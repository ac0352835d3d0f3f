//! hived.toml configuration.
//!
//! ```toml
//! [node]
//! name = "n1"
//! cluster_name = "prod"
//! nodes = ["n1", "n2"]
//!
//! [monitor]
//! interval = "5s"
//! command = ["/usr/libexec/hive/hive-action"]
//!
//! [[heartbeat]]
//! name = "hb#1"
//! type = "unicast"
//! nodes = { n2 = "10.0.0.2:10000" }
//!
//! [[object]]
//! path = "ns/svc/web"
//! nodes = ["n1", "n2"]
//! orchestrate = "ha"
//! ```

use std::collections::{BTreeMap, BTreeSet};
use std::net::{IpAddr, Ipv4Addr};
use std::path::{Path, PathBuf};
use std::time::Duration;

use anyhow::{Context, bail};
use serde::Deserialize;
use sha2::{Digest, Sha256};

use hive_heartbeat::{DiskConfig, LinkConfig, MulticastConfig, RelayConfig, TransportConfig, UnicastConfig};
use hive_monitor::{MonitorConfig, ObjectConfig};
use hive_state::NodeName;

#[derive(Debug, Clone, Deserialize)]
pub struct DaemonConfig {
    pub node: NodeSection,
    #[serde(default)]
    pub monitor: MonitorSection,
    #[serde(default)]
    pub heartbeat: Vec<HeartbeatSection>,
    #[serde(default)]
    pub object: Vec<ObjectConfig>,
    /// Checksum of the file this was read from.
    #[serde(skip)]
    pub csum: String,
}

#[derive(Debug, Clone, Deserialize)]
pub struct NodeSection {
    pub name: NodeName,
    #[serde(default = "default_cluster_name")]
    pub cluster_name: String,
    #[serde(default)]
    pub cluster_id: String,
    /// Cluster members. Defaults to this node alone.
    #[serde(default)]
    pub nodes: Vec<NodeName>,
    #[serde(default = "default_compat")]
    pub compat: u32,
    #[serde(default = "default_var_dir")]
    pub var_dir: PathBuf,
    #[serde(default)]
    pub labels: BTreeMap<String, String>,
}

#[derive(Debug, Clone, Default, Deserialize)]
pub struct MonitorSection {
    pub interval: Option<String>,
    pub ready_period: Option<String>,
    pub rejoin_grace: Option<String>,
    pub shutdown_timeout: Option<String>,
    pub consensus_timeout: Option<String>,
    pub max_parallel: Option<usize>,
    pub default_restart: Option<u32>,
    pub scaler_throttle: Option<usize>,
    /// Action command and its leading arguments.
    #[serde(default = "default_command")]
    pub command: Vec<String>,
    pub action_timeout: Option<String>,
}

#[derive(Debug, Clone, Deserialize)]
pub struct HeartbeatSection {
    pub name: String,
    pub interval: Option<String>,
    pub timeout: Option<String>,
    #[serde(flatten)]
    pub transport: TransportSection,
}

#[derive(Debug, Clone, Deserialize)]
#[serde(tag = "type", rename_all = "lowercase")]
pub enum TransportSection {
    Multicast {
        addr: Option<Ipv4Addr>,
        port: Option<u16>,
        intf: Option<Ipv4Addr>,
    },
    Unicast {
        addr: Option<IpAddr>,
        port: Option<u16>,
        #[serde(default)]
        nodes: BTreeMap<NodeName, String>,
    },
    Disk {
        dev: PathBuf,
    },
    Relay {
        relay: String,
    },
}

fn default_cluster_name() -> String {
    "default".into()
}

fn default_compat() -> u32 {
    1
}

fn default_var_dir() -> PathBuf {
    PathBuf::from("/var/lib/hive")
}

fn default_command() -> Vec<String> {
    vec!["/usr/libexec/hive/hive-action".into()]
}

const DEFAULT_ACTION_TIMEOUT: Duration = Duration::from_secs(300);

impl DaemonConfig {
    pub fn from_file(path: &Path) -> anyhow::Result<Self> {
        let content =
            std::fs::read_to_string(path).with_context(|| format!("read {}", path.display()))?;
        Self::parse(&content).with_context(|| format!("load {}", path.display()))
    }

    pub fn parse(content: &str) -> anyhow::Result<Self> {
        let mut config: DaemonConfig = toml::from_str(content)?;
        config.csum = hex::encode(Sha256::digest(content.as_bytes()));
        if config.node.nodes.is_empty() {
            config.node.nodes = vec![config.node.name.clone()];
        }
        config.validate()?;
        Ok(config)
    }

    fn validate(&self) -> anyhow::Result<()> {
        if self.node.name.is_empty() {
            bail!("node.name is empty");
        }
        if !self.node.nodes.contains(&self.node.name) {
            bail!("node {} is not in node.nodes", self.node.name);
        }
        if self.monitor.command.is_empty() {
            bail!("monitor.command is empty");
        }
        let mut links = BTreeSet::new();
        for link in &self.heartbeat {
            if !links.insert(link.name.as_str()) {
                bail!("duplicate heartbeat {}", link.name);
            }
        }
        let mut paths = BTreeSet::new();
        for object in &self.object {
            if object.path.split('/').count() != 3 {
                bail!("object path {} is not namespace/kind/name", object.path);
            }
            if !paths.insert(object.path.as_str()) {
                bail!("duplicate object {}", object.path);
            }
            if let Some(node) = object.nodes.iter().find(|n| !self.node.nodes.contains(n)) {
                bail!("object {} runs on {node}, which is not a cluster node", object.path);
            }
        }
        self.monitor_config()?;
        self.links()?;
        Ok(())
    }

    pub fn monitor_config(&self) -> anyhow::Result<MonitorConfig> {
        let m = &self.monitor;
        let mut config = MonitorConfig::default();
        config.interval = duration("monitor.interval", &m.interval, config.interval)?;
        config.ready_period = duration("monitor.ready_period", &m.ready_period, config.ready_period)?;
        config.rejoin_grace = duration("monitor.rejoin_grace", &m.rejoin_grace, config.rejoin_grace)?;
        config.shutdown_timeout = duration("monitor.shutdown_timeout", &m.shutdown_timeout, config.shutdown_timeout)?;
        config.consensus_timeout =
            duration("monitor.consensus_timeout", &m.consensus_timeout, config.consensus_timeout)?;
        if let Some(max) = m.max_parallel {
            config = config.with_max_parallel(max);
        }
        if let Some(restart) = m.default_restart {
            config.default_restart = restart;
        }
        if let Some(throttle) = m.scaler_throttle {
            config.scaler_throttle = throttle.max(1);
        }
        Ok(config)
    }

    pub fn action_timeout(&self) -> anyhow::Result<Duration> {
        duration("monitor.action_timeout", &self.monitor.action_timeout, DEFAULT_ACTION_TIMEOUT)
    }

    /// Link configurations, validated.
    pub fn links(&self) -> anyhow::Result<Vec<LinkConfig>> {
        self.heartbeat
            .iter()
            .map(|section| {
                let link = section.to_link()?;
                link.validate()?;
                Ok(link)
            })
            .collect()
    }
}

impl HeartbeatSection {
    fn to_link(&self) -> anyhow::Result<LinkConfig> {
        let transport = match &self.transport {
            TransportSection::Multicast { addr, port, intf } => {
                let defaults = MulticastConfig::default();
                TransportConfig::Multicast(MulticastConfig {
                    addr: addr.unwrap_or(defaults.addr),
                    port: port.unwrap_or(defaults.port),
                    intf: *intf,
                })
            }
            TransportSection::Unicast { addr, port, nodes } => {
                let defaults = UnicastConfig::default();
                TransportConfig::Unicast(UnicastConfig {
                    addr: addr.unwrap_or(defaults.addr),
                    port: port.unwrap_or(defaults.port),
                    nodes: nodes.clone(),
                })
            }
            TransportSection::Disk { dev } => TransportConfig::Disk(DiskConfig { dev: dev.clone() }),
            TransportSection::Relay { relay } => TransportConfig::Relay(RelayConfig {
                relay: relay.clone(),
            }),
        };
        let link = LinkConfig::new(self.name.clone(), transport);
        let interval = duration(&format!("{}.interval", self.name), &self.interval, link.interval)?;
        let timeout = duration(&format!("{}.timeout", self.name), &self.timeout, link.timeout)?;
        Ok(link.with_interval(interval).with_timeout(timeout))
    }
}

fn duration(field: &str, value: &Option<String>, default: Duration) -> anyhow::Result<Duration> {
    match value {
        None => Ok(default),
        Some(s) => parse_duration(s).with_context(|| format!("{field}: invalid duration {s:?}")),
    }
}

/// Parse a duration string like "5s", "500ms", "2m". A bare number is
/// seconds.
pub fn parse_duration(s: &str) -> Option<Duration> {
    let s = s.trim();
    if let Some(secs) = s.strip_suffix('s') {
        if let Some(ms) = secs.strip_suffix('m') {
            ms.parse::<u64>().ok().map(Duration::from_millis)
        } else {
            secs.parse::<u64>().ok().map(Duration::from_secs)
        }
    } else if let Some(mins) = s.strip_suffix('m') {
        mins.parse::<u64>().ok().map(|m| Duration::from_secs(m * 60))
    } else if let Some(hours) = s.strip_suffix('h') {
        hours.parse::<u64>().ok().map(|h| Duration::from_secs(h * 3600))
    } else {
        s.parse::<u64>().ok().map(Duration::from_secs)
    }
}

EXERCISE: Give the count of lines in the entries above that hold the word "TransportSection", with no other words.

COMPLETED EXERCISE: 6